Supplied material section start
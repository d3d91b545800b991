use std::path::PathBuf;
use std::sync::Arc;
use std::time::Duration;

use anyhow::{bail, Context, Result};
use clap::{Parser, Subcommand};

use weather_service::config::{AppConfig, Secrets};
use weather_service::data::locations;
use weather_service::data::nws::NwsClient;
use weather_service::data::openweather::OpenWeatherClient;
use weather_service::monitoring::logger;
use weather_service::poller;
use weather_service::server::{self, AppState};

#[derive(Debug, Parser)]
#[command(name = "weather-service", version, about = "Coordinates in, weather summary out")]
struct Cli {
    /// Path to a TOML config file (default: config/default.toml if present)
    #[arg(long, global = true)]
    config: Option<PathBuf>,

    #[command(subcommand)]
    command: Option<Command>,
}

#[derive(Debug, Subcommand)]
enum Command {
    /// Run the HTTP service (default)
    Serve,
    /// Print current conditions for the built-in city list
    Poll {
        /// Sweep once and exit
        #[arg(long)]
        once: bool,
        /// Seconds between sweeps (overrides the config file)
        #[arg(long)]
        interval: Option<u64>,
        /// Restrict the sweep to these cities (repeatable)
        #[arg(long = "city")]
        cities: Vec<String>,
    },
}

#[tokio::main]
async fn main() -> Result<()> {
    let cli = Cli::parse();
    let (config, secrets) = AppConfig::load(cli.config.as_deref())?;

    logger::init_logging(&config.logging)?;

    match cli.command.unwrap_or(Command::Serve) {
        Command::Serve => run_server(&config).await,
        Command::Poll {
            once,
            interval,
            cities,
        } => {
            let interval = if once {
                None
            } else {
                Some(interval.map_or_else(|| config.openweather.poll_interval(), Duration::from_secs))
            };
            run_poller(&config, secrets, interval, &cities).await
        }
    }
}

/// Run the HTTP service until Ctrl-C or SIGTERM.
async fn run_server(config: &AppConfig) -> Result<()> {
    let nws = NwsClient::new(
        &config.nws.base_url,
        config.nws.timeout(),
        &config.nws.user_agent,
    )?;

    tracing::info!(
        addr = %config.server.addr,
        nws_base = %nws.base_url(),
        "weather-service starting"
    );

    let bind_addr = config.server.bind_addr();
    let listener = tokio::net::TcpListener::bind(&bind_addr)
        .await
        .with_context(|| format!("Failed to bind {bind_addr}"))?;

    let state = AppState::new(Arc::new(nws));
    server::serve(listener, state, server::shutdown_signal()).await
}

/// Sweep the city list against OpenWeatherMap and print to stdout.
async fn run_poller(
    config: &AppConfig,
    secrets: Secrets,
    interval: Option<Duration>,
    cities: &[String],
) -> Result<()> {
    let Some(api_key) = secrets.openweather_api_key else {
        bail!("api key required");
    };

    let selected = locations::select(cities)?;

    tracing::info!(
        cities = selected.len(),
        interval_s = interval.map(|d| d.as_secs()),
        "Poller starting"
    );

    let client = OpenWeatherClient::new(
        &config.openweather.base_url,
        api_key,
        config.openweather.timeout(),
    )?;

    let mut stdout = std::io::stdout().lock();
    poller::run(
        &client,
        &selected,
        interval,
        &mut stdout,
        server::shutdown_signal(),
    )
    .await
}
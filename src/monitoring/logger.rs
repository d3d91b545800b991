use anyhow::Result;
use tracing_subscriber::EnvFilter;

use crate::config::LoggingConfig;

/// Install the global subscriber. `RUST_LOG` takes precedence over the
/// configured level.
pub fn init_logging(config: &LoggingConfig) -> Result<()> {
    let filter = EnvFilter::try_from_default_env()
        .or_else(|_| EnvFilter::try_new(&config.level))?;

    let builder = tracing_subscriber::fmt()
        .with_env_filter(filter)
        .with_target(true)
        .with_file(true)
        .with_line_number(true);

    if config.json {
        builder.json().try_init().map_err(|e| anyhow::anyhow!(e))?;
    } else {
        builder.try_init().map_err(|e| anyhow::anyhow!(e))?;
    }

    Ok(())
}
Supplied material section end
Exercise description: In full and without error, transcribe each of the entries.

Task response:
repository d3d91b545800b991
use std::path::PathBuf;
use std::sync::Arc;
use std::time::Duration;

use anyhow::{bail, Context, Result};
use clap::{Parser, Subcommand};

use weather_service::config::{AppConfig, Secrets};
use weather_service::data::locations;
use weather_service::data::nws::NwsClient;
use weather_service::data::openweather::OpenWeatherClient;
use weather_service::monitoring::logger;
use weather_service::poller;
use weather_service::server::{self, AppState};

#[derive(Debug, Parser)]
#[command(name = "weather-service", version, about = "Coordinates in, weather summary out")]
struct Cli {
    /// Path to a TOML config file (default: config/default.toml if present)
    #[arg(long, global = true)]
    config: Option<PathBuf>,

    #[command(subcommand)]
    command: Option<Command>,
}

#[derive(Debug, Subcommand)]
enum Command {
    /// Run the HTTP service (default)
    Serve,
    /// Print current conditions for the built-in city list
    Poll {
        /// Sweep once and exit
        #[arg(long)]
        once: bool,
        /// Seconds between sweeps (overrides the config file)
        #[arg(long)]
        interval: Option<u64>,
        /// Restrict the sweep to these cities (repeatable)
        #[arg(long = "city")]
        cities: Vec<String>,
    },
}

#[tokio::main]
async fn main() -> Result<()> {
    let cli = Cli::parse();
    let (config, secrets) = AppConfig::load(cli.config.as_deref())?;

    logger::init_logging(&config.logging)?;

    match cli.command.unwrap_or(Command::Serve) {
        Command::Serve => run_server(&config).await,
        Command::Poll {
            once,
            interval,
            cities,
        } => {
            let interval = if once {
                None
            } else {
                Some(interval.map_or_else(|| config.openweather.poll_interval(), Duration::from_secs))
            };
            run_poller(&config, secrets, interval, &cities).await
        }
    }
}

/// Run the HTTP service until Ctrl-C or SIGTERM.
async fn run_server(config: &AppConfig) -> Result<()> {
    let nws = NwsClient::new(
        &config.nws.base_url,
        config.nws.timeout(),
        &config.nws.user_agent,
    )?;

    tracing::info!(
        addr = %config.server.addr,
        nws_base = %nws.base_url(),
        "weather-service starting"
    );

    let bind_addr = config.server.bind_addr();
    let listener = tokio::net::TcpListener::bind(&bind_addr)
        .await
        .with_context(|| format!("Failed to bind {bind_addr}"))?;

    let state = AppState::new(Arc::new(nws));
    server::serve(listener, state, server::shutdown_signal()).await
}

/// Sweep the city list against OpenWeatherMap and print to stdout.
async fn run_poller(
    config: &AppConfig,
    secrets: Secrets,
    interval: Option<Duration>,
    cities: &[String],
) -> Result<()> {
    let Some(api_key) = secrets.openweather_api_key else {
        bail!("api key required");
    };

    let selected = locations::select(cities)?;

    tracing::info!(
        cities = selected.len(),
        interval_s = interval.map(|d| d.as_secs()),
        "Poller starting"
    );

    let client = OpenWeatherClient::new(
        &config.openweather.base_url,
        api_key,
        config.openweather.timeout(),
    )?;

    let mut stdout = std::io::stdout().lock();
    poller::run(
        &client,
        &selected,
        interval,
        &mut stdout,
        server::shutdown_signal(),
    )
    .await
}
filename src/monitoring/logger.rs
repository d3d91b545800b991
use anyhow::Result;
use tracing_subscriber::EnvFilter;

use crate::config::LoggingConfig;

/// Install the global subscriber. `RUST_LOG` takes precedence over the
/// configured level.
pub fn init_logging(config: &LoggingConfig) -> Result<()> {
    let filter = EnvFilter::try_from_default_env()
        .or_else(|_| EnvFilter::try_new(&config.level))?;

    let builder = tracing_subscriber::fmt()
        .with_env_filter(filter)
        .with_target(true)
        .with_file(true)
        .with_line_number(true);

    if config.json {
        builder.json().try_init().map_err(|e| anyhow::anyhow!(e))?;
    } else {
        builder.try_init().map_err(|e| anyhow::anyhow!(e))?;
    }

    Ok(())
}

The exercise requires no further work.